The authors defined their utopian book as a novel, and its structural parts as chapters. In contemporary literary studies, there is a fairly wide range of opinions regarding the genre classification of this text. D. Volodikhine and G. Prashkevich, based on the history of the text and its structure, defined Noon: 22nd Century as a collection consisting of the novella Return and "a whole battery of short stories". Some of the novellas that had been previously published before being included in the novel underwent significant changes or were radically reworked. There were also novellas that did not make it into the utopia and were never published.

The main plot line of the Strugatskys' utopia is that, during experiments to achieve speed of light in 2017, the photon-powered planet flyer Taimyr was thrown forward a century, and of the entire crew, only two survived —navigator Sergei Kondratyev and doctor Evgeny Slavin— who must adapt to the new world built by their own descendants, their "great-great-grandchildren".

=== 1961 edition ===
In the brothers' correspondence, Return is first mentioned on March 19, 1959, and the development of plot ideas continued until the end of the year. On July 19, 1960, Arkady suggested making the text as a mosaic — introducing into the fabric of the utopian narrative "little stories from present-day life... à la Hemingway or Dos Passos". The proposal was accepted by Boris, and the short interruptive chapters were written but rejected by Detgiz. Most of them were later used by A. N. Strugatsky many years afterward in the independent novella The Devil Among People.

The novellas included in Return were The White Cone of Alaid (renamed Defeat), Malefactors (a reworking of Kipling), Deep Search, Almost the Same, and The Rendezvous. Evidence of authorial maturity is found in the landscape lyricism of the text, the subtext-laden dialogues, and the "Hemingwayesque" laconicism. G. Prashkevich and D. Volodikhine noted, however, that the novellas of Return lack the harsh monumental "machismo" of Hemingway and Dos Passos. Technical details and explanations were largely transferred by the Strugatskys into dialogues.
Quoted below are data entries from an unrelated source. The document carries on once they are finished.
//! Preflight Tests
//!
//! Startup checks and environment-driven configuration loading.

use crate::engine::{EngineConfig, API_BASE_VAR, API_KEY_VAR};
use crate::error::AppError;
use crate::preflight::run_preflight_checks;

fn test_config() -> EngineConfig {
    EngineConfig {
        api_key: "test-key".to_string(),
        base_url: "https://api.openai.com/v1".to_string(),
        database_url: Some("sqlite::memory:".to_string()),
    }
}

#[tokio::test]
async fn test_preflight_passes_on_valid_config() {
    let report = run_preflight_checks(&test_config()).await;

    assert!(report.all_passed, "unexpected failures: {}", report.summary);
    assert_eq!(report.checks.len(), 4);
    assert!(report.summary.contains("ready"));
}

#[tokio::test]
async fn test_preflight_flags_missing_credential() {
    let mut config = test_config();
    config.api_key = String::new();

    let report = run_preflight_checks(&config).await;

    assert!(!report.all_passed);
    let credential_check = report
        .checks
        .iter()
        .find(|c| c.name == "credentials")
        .expect("credentials check present");
    assert!(!credential_check.passed);
    assert!(report.summary.contains("credentials"));
}

#[tokio::test]
async fn test_preflight_flags_invalid_endpoint() {
    let mut config = test_config();
    config.base_url = "not a url".to_string();

    let report = run_preflight_checks(&config).await;

    assert!(!report.all_passed);
    let endpoint_check = report
        .checks
        .iter()
        .find(|c| c.name == "endpoint")
        .expect("endpoint check present");
    assert!(!endpoint_check.passed);
}

#[tokio::test]
async fn test_preflight_validates_knowledge_base() {
    let report = run_preflight_checks(&test_config()).await;

    let kb_check = report
        .checks
        .iter()
        .find(|c| c.name == "knowledge_base")
        .expect("knowledge base check present");
    assert!(kb_check.passed);
    assert!(kb_check.message.contains("topics"));
}

#[test]
fn test_config_from_env_requires_credential() {
    temp_env::with_vars([(API_KEY_VAR, None::<&str>), (API_BASE_VAR, None::<&str>)], || {
        let result = EngineConfig::from_env();
        assert!(matches!(result, Err(AppError::Config(_))));
    });
}

#[test]
fn test_config_from_env_reads_overrides() {
    temp_env::with_vars(
        [
            (API_KEY_VAR, Some("sk-test")),
            (API_BASE_VAR, Some("https://llm.internal/v1")),
        ],
        || {
            let config = EngineConfig::from_env().expect("config should load");
            assert_eq!(config.api_key, "sk-test");
            assert_eq!(config.base_url, "https://llm.internal/v1");
        },
    );
}

#[test]
fn test_config_from_env_defaults_base_url() {
    temp_env::with_vars(
        [(API_KEY_VAR, Some("sk-test")), (API_BASE_VAR, None)],
        || {
            let config = EngineConfig::from_env().expect("config should load");
            assert_eq!(config.base_url, crate::actors::DEFAULT_API_BASE);
        },
    );
}
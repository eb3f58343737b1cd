//! Caller-facing engine façade.
//!
//! The single service a web transport layer drives: it owns the database
//! pool, the actor handles, and the request throttle, and exposes the
//! "latest user text in, assistant reply text out" operation. Conversation
//! history is always loaded from storage and passed explicitly; no module
//! holds a process-wide transcript.

use crate::actors::completion::{CompletionServiceConfig, DEFAULT_API_BASE};
use crate::actors::composer::ComposerHandle;
use crate::database;
use crate::error::AppError;
use crate::models::{Conversation, Message, Role, Turn};
use crate::rate_limiter::RequestThrottle;
use sqlx::sqlite::SqlitePool;
use std::env;
use std::sync::Mutex;
use tracing::{info, instrument};
use validator::Validate;

/// Environment variable holding the completion service credential.
pub const API_KEY_VAR: &str = "OPENAI_API_KEY";
/// Environment variable overriding the completion service base URL.
pub const API_BASE_VAR: &str = "OPENAI_API_BASE";
/// Environment variable overriding the database location.
pub const DATABASE_URL_VAR: &str = "DATABASE_URL";

/// Startup configuration for the engine.
#[derive(Debug, Clone)]
pub struct EngineConfig {
    /// Credential for the completion service. Required.
    pub api_key: String,
    /// Base URL of the completion service.
    pub base_url: String,
    /// Database URL; `None` uses the default on-disk database.
    pub database_url: Option<String>,
}

impl EngineConfig {
    /// Loads configuration from `.env` and the process environment.
    ///
    /// A missing or empty credential is a fatal configuration error at
    /// startup; it is never discovered per request.
    pub fn from_env() -> Result<Self, AppError> {
        dotenv::dotenv().ok();

        let api_key = env::var(API_KEY_VAR)
            .ok()
            .map(|key| key.trim().to_string())
            .filter(|key| !key.is_empty())
            .ok_or_else(|| {
                AppError::Config(format!(
                    "{} is not set. The engine cannot reach the completion service without it.",
                    API_KEY_VAR
                ))
            })?;

        let base_url = env::var(API_BASE_VAR)
            .ok()
            .filter(|url| !url.trim().is_empty())
            .unwrap_or_else(|| DEFAULT_API_BASE.to_string());

        Ok(Self {
            api_key,
            base_url,
            database_url: env::var(DATABASE_URL_VAR).ok(),
        })
    }
}

/// The backend engine: persistence plus reply generation behind one handle.
pub struct ChatEngine {
    composer: ComposerHandle,
    pool: SqlitePool,
    throttle: Mutex<RequestThrottle>,
}

impl ChatEngine {
    /// Initializes the database and spawns the actor system.
    pub async fn start(config: EngineConfig) -> Result<Self, AppError> {
        if config.api_key.trim().is_empty() {
            return Err(AppError::Config(
                "Completion service credential is empty".to_string(),
            ));
        }

        let pool = database::init_db(config.database_url.as_deref()).await?;

        let service =
            CompletionServiceConfig::new(config.api_key).with_base_url(config.base_url);
        let composer = ComposerHandle::new(service);

        info!("Engine started");

        Ok(Self {
            composer,
            pool,
            throttle: Mutex::new(RequestThrottle::default()),
        })
    }

    /// The underlying pool, for callers that list conversations or replay
    /// transcripts through `database` directly.
    pub fn pool(&self) -> &SqlitePool {
        &self.pool
    }

    /// Creates a new conversation with the default completion configuration.
    pub async fn create_conversation(&self, title: String) -> Result<Conversation, AppError> {
        let conversation =
            database::create_conversation(&self.pool, title, Default::default()).await?;
        Ok(conversation)
    }

    /// Lists all conversations, most recent first.
    pub async fn conversations(&self) -> Result<Vec<Conversation>, AppError> {
        Ok(database::get_all_conversations(&self.pool).await?)
    }

    /// Replays a conversation's messages in chronological order.
    pub async fn conversation_messages(
        &self,
        conversation_id: &str,
    ) -> Result<Vec<Message>, AppError> {
        Ok(database::get_conversation_messages(&self.pool, conversation_id).await?)
    }

    /// Processes one user message:
    /// 1. Admits the request through the per-conversation throttle.
    /// 2. Loads the conversation and its prior turns.
    /// 3. Persists the user turn.
    /// 4. Composes the assistant reply (analysis + knowledge base and/or
    ///    completion service).
    /// 5. Persists the assistant turn and returns the reply text.
    #[instrument(skip(self, content))]
    pub async fn process_message(
        &self,
        conversation_id: &str,
        content: &str,
    ) -> Result<String, AppError> {
        if content.trim().is_empty() {
            return Err(AppError::Validation("Message text is empty".to_string()));
        }

        let admitted = {
            let mut throttle = self
                .throttle
                .lock()
                .map_err(|_| AppError::Internal("Throttle lock poisoned".to_string()))?;
            throttle.try_acquire(conversation_id)
        };
        if !admitted {
            return Err(AppError::RateLimited);
        }

        let conversation = database::get_conversation(&self.pool, conversation_id).await?;
        let config = conversation.completion_config.0.clone();
        config.validate()?;

        let prior = database::get_conversation_messages(&self.pool, conversation_id).await?;
        let history: Vec<Turn> = prior.iter().filter_map(Message::as_turn).collect();

        database::add_message(&self.pool, conversation_id, Role::User.as_str(), content).await?;

        let reply = self
            .composer
            .respond_with_history(content.to_string(), history, config)
            .await?;

        database::add_message(&self.pool, conversation_id, Role::Assistant.as_str(), &reply)
            .await?;

        Ok(reply)
    }
}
The text of Return exists in three significantly different variants in terms of composition and selection of novellas. Publication began in 1961 in the magazine Ural under the title Noon, 22nd Century: Chapters from the Novella 'Return. It included ten novellas: The Overaged, Chronicle, Two from the 'Taimyr', Self-Propelled Roads, Famous People (the actual Return), The Magic Tablecloth, The Desantniki, The Rendezvous, The Well-Arranged Planet, and What You Will Be Like. The novellas follow in sequence, and this particular order was not reproduced in subsequent publications.

=== 1962 edition ===
In 1962, Detgiz released a separate book, reprinted the following year in 1963. This edition was titled Return (Noon, 22nd Century) and contained 5 chapters into which 16 novellas were distributed. Both early versions of the cycle — the "Ural" version of 1961 and the Detgiz version of 1962 — were reproduced in the complete 33-volume collected works of the Strugatskys in 2017.

The "Ural" variant in the 1962 edition was supplemented with novellas dealing with the pedagogical system of the communist future (Malefactors and Weariness of Spirit), as well as novellas about various aspects of life in the Noon world: the Ocean Guard — Moby Dick, brain coding — Candles Before the Console, programming and artificial intelligence — The Riddle of the Hind Leg, advanced physics and telepathy — Natural Science in the World of Spirits.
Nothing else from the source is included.